● Work instructions
Your reply should be one number, which is how many lines in the listing below contain "parse".

● Information supplied
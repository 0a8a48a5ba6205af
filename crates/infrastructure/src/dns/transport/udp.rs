//! Plain UDP transport (RFC 1035 §4.2.1).
//!
//! Messages are sent as-is, no framing. Responses are read into a
//! 4096-byte buffer (the EDNS(0) payload we advertise); a response with
//! TC=1 is the dispatcher's cue to retry over TCP.

use super::{resolve_authority, DnsTransport, TransportResponse};
use async_trait::async_trait;
use std::net::SocketAddr;
use std::time::Duration;
use tokio::net::UdpSocket;
use tracing::{debug, warn};
use warden_dns_domain::DnsError;

const MAX_UDP_RESPONSE_SIZE: usize = 4096;

pub struct UdpTransport {
    authority: String,
}

impl UdpTransport {
    pub fn new(authority: String) -> Self {
        Self { authority }
    }
}

#[async_trait]
impl DnsTransport for UdpTransport {
    async fn send(
        &self,
        message_bytes: &[u8],
        timeout: Duration,
    ) -> Result<TransportResponse, DnsError> {
        let server_addr = resolve_authority(&self.authority).await?;

        let bind_addr: SocketAddr = if server_addr.is_ipv4() {
            "0.0.0.0:0".parse().expect("valid wildcard addr")
        } else {
            "[::]:0".parse().expect("valid wildcard addr")
        };

        let socket = UdpSocket::bind(bind_addr)
            .await
            .map_err(|e| DnsError::UpstreamFailure {
                server: self.authority.clone(),
                reason: format!("failed to bind UDP socket: {e}"),
            })?;

        tokio::time::timeout(timeout, socket.send_to(message_bytes, server_addr))
            .await
            .map_err(|_| DnsError::UpstreamTimeout {
                server: self.authority.clone(),
            })?
            .map_err(|e| DnsError::UpstreamFailure {
                server: self.authority.clone(),
                reason: format!("UDP send failed: {e}"),
            })?;

        let mut recv_buf = vec![0u8; MAX_UDP_RESPONSE_SIZE];
        let (bytes_received, from_addr) =
            tokio::time::timeout(timeout, socket.recv_from(&mut recv_buf))
                .await
                .map_err(|_| DnsError::UpstreamTimeout {
                    server: self.authority.clone(),
                })?
                .map_err(|e| DnsError::UpstreamFailure {
                    server: self.authority.clone(),
                    reason: format!("UDP receive failed: {e}"),
                })?;

        if from_addr.ip() != server_addr.ip() {
            warn!(
                expected = %server_addr,
                received_from = %from_addr,
                "UDP response from unexpected source"
            );
        }

        recv_buf.truncate(bytes_received);

        debug!(
            server = %self.authority,
            bytes_received,
            "UDP response received"
        );

        Ok(TransportResponse {
            bytes: recv_buf,
            protocol_used: "UDP",
        })
    }

    fn protocol_name(&self) -> &'static str {
        "UDP"
    }
}

#[cfg(test)]
mod tests {
    use super::*;

    #[test]
    fn transport_creation() {
        let transport = UdpTransport::new("8.8.8.8:53".to_string());
        assert_eq!(transport.protocol_name(), "UDP");
    }
}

● Written solution
2